The goal of this research is to develop a predictive multiscale model that will improve understanding of familial cardiomyopathies and that can be used to help screen potential new therapies for cardiac disease. Familial cardiomyopathies are the most frequently inherited heart defect and affect about 700,000 Americans. Most of the genetic mutations affect myosin or regulatory proteins that modulate myosin function. The majority of these mutations also induce abnormal cardiac growth termed hypertrophy. This project will develop, calibrate, and validate an innovative multiscale model that uses data quantifying myosin-level function to predict how hearts hypertrophy over time. This is a critical step on the path to developing patient-specific computer models that can be used to optimize treatments for heart failure and to predict the effects of different types of pharmaceutical intervention. In the future, one could envision clinicians testing drug treatments in silico and selecting the intervention that produces the greatest long-term benefit for their patient. The research team consists of two physiologists/biophysicists (Campbell & Yengo) and two engineers (Wenk & Lee) who share a common interest in cardiac biology. Together, their research skills span from structure-function analysis of myosin molecules to computer simulations of hearts that grow and remodel over time. The research plan integrates state-of-the-art hierarchically-coupled mathematical models with validation experiments that range from stopped-flow molecular kinetic assays to magnetic resonance imaging of myocardial strain patterns. The model will be tested using molecular to organ-level experimental data obtained from wild-type mice and from transgenic animals that develop cardiac hypertrophy because of a K104E mutation in myosin regulatory light chain. Additional tests will be performed using drugs that enhance (omecamtiv mecarbil) and inhibit (MYK-461) myosin-level contractile function. There are three specific aims.

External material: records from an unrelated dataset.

#[cfg(test)]
mod tests {
    use super::*;
    use std::sync::Arc;
    use std::thread;

    #[test]
    fn test_put_and_get() {
        let cache = NodeCache::new(4);
        assert_eq!(cache.put("user1", "Alice"), None);
        assert_eq!(cache.get("user1"), Some(Bytes::from("Alice")));
        assert_eq!(cache.get("user2"), None);
    }

    #[test]
    fn test_evicts_least_recently_used() {
        let cache = NodeCache::new(3);
        cache.put("K1", "1");
        cache.put("K2", "2");
        cache.put("K3", "3");

        assert_eq!(cache.put("K4", "4"), Some("K1".to_string()));
        assert_eq!(cache.len(), 3);
        assert!(!cache.contains("K1"));
    }

    #[test]
    fn test_get_promotes_entry() {
        let cache = NodeCache::new(3);
        for key in ["K1", "K2", "K3", "K4"] {
            cache.put(key, key);
        }
        // Order is now K4, K3, K2; reading K2 moves it to the front.
        assert!(cache.get("K2").is_some());
        assert_eq!(cache.keys_by_recency(), vec!["K2", "K4", "K3"]);

        assert_eq!(cache.put("K5", "5"), Some("K3".to_string()));
        assert!(cache.contains("K2"));
        assert!(cache.contains("K4"));
        assert!(cache.contains("K5"));
    }

    #[test]
    fn test_update_promotes_and_replaces() {
        let cache = NodeCache::new(2);
        cache.put("a", "1");
        cache.put("b", "2");
        assert_eq!(cache.put("a", "3"), None);

        assert_eq!(cache.peek("a"), Some(Bytes::from("3")));
        assert_eq!(cache.put("c", "4"), Some("b".to_string()));
    }

    #[test]
    fn test_peek_does_not_promote() {
        let cache = NodeCache::new(2);
        cache.put("a", "1");
        cache.put("b", "2");
        assert!(cache.peek("a").is_some());

        assert_eq!(cache.put("c", "3"), Some("a".to_string()));
    }

    #[test]
    fn test_read_buffer_overflow_drains() {
        let cache = NodeCache::new(2);
        cache.put("a", "1");
        cache.put("b", "2");
        for _ in 0..(READ_BUFFER_LIMIT * 2 + 3) {
            cache.get("a");
        }
        assert!(cache.reads.lock().len() < READ_BUFFER_LIMIT);

        assert_eq!(cache.put("c", "3"), Some("b".to_string()));
    }

    #[test]
    fn test_put_if_absent_keeps_live_entry() {
        let cache = NodeCache::new(3);
        cache.put("a", "new");
        cache.put("b", "2");

        assert!(!cache.put_if_absent("a", "old", None));
        assert_eq!(cache.peek("a"), Some(Bytes::from("new")));
        // The refused fill did not promote "a".
        assert_eq!(cache.keys_by_recency(), vec!["b", "a"]);

        assert!(cache.put_if_absent("c", "3", None));
        assert_eq!(cache.peek("c"), Some(Bytes::from("3")));
    }

    #[test]
    fn test_put_if_absent_replaces_expired_entry() {
        let cache = NodeCache::new(2);
        cache.put_with_ttl("a", "stale", Duration::from_millis(5));
        thread::sleep(Duration::from_millis(20));

        assert!(cache.put_if_absent("a", "fresh", None));
        assert_eq!(cache.get("a"), Some(Bytes::from("fresh")));
        assert_eq!(cache.len(), 1);
    }

    #[test]
    fn test_remove_is_idempotent() {
        let cache = NodeCache::new(2);
        cache.put("a", "1");
        assert!(cache.remove("a"));
        assert!(!cache.remove("a"));
        assert!(cache.is_empty());

        // Freed slots are reused without corrupting order.
        cache.put("b", "2");
        cache.put("c", "3");
        assert_eq!(cache.keys_by_recency(), vec!["c", "b"]);
    }

    #[test]
    fn test_ttl_expiry() {
        let cache = NodeCache::new(4);
        cache.put_with_ttl("short", "x", Duration::from_millis(20));
        cache.put("long", "y");
        assert!(cache.get("short").is_some());

        thread::sleep(Duration::from_millis(40));

        assert_eq!(cache.get("short"), None);
        assert!(cache.get("long").is_some());
        assert_eq!(cache.purge_expired(), 1);
        assert_eq!(cache.len(), 1);
        assert_eq!(cache.stats().expirations, 1);
    }

    #[test]
    fn test_default_ttl() {
        let cache = NodeCache::new(4).with_default_ttl(Duration::from_millis(10));
        cache.put("a", "1");
        thread::sleep(Duration::from_millis(30));
        assert!(!cache.contains("a"));
    }

    #[test]
    fn test_stats() {
        let cache = NodeCache::new(1);
        cache.put("a", "1");
        cache.get("a");
        cache.get("missing");
        cache.put("b", "2");

        let stats = cache.stats();
        assert_eq!(stats.entry_count, 1);
        assert_eq!(stats.capacity, 1);
        assert_eq!(stats.hits, 1);
        assert_eq!(stats.misses, 1);
        assert_eq!(stats.evictions, 1);
    }

    #[test]
    fn test_zero_capacity_is_clamped() {
        let cache = NodeCache::new(0);
        assert_eq!(cache.capacity(), 1);
        cache.put("a", "1");
        assert_eq!(cache.put("b", "2"), Some("a".to_string()));
    }

    #[test]
    fn test_clear() {
        let cache = NodeCache::new(4);
        cache.put("a", "1");
        cache.get("a");
        cache.clear();
        assert!(cache.is_empty());
        cache.put("b", "2");
        assert_eq!(cache.keys_by_recency(), vec!["b"]);
    }

    #[test]
    fn test_concurrent_readers_and_writers() {
        let cache = Arc::new(NodeCache::new(64));
        for i in 0..64 {
            cache.put(&format!("k{}", i), "v");
        }

        let mut handles = Vec::new();
        for t in 0..4 {
            let cache = cache.clone();
            handles.push(thread::spawn(move || {
                for i in 0..1000 {
                    let key = format!("k{}", (i * 7 + t) % 128);
                    if i % 10 == 0 {
                        cache.put(&key, "w");
                    } else {
                        cache.get(&key);
                    }
                }
            }));
        }
        for handle in handles {
            handle.join().unwrap();
        }

        assert!(cache.len() <= 64);
        assert_eq!(cache.keys_by_recency().len(), cache.len());
    }
}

Aim 1 : Integrate a multistate kinetic model of myosin into an organ-level finite framework to predict the effects of genetic and/or pharmaceutical modulation of myosin function.
Aim 2 : Develop growth and remodeling algorithms to predict chronic changes in ventricular structure and function resulting from genetic and/or pharmaceutical modulation of myosin function.
Aim 3 : Calibrate and validate the model using experimental data quantifying different spatial and temporal scales.
This project develops computer software and mathematical techniques that can be used to predict how hearts grow and adapt in response to genetic mutations and/or drugs. In the future, scientists and clinicians will be able to use the software to help optimize personalized treatment plans for patients who have different types of cardiovascular disease.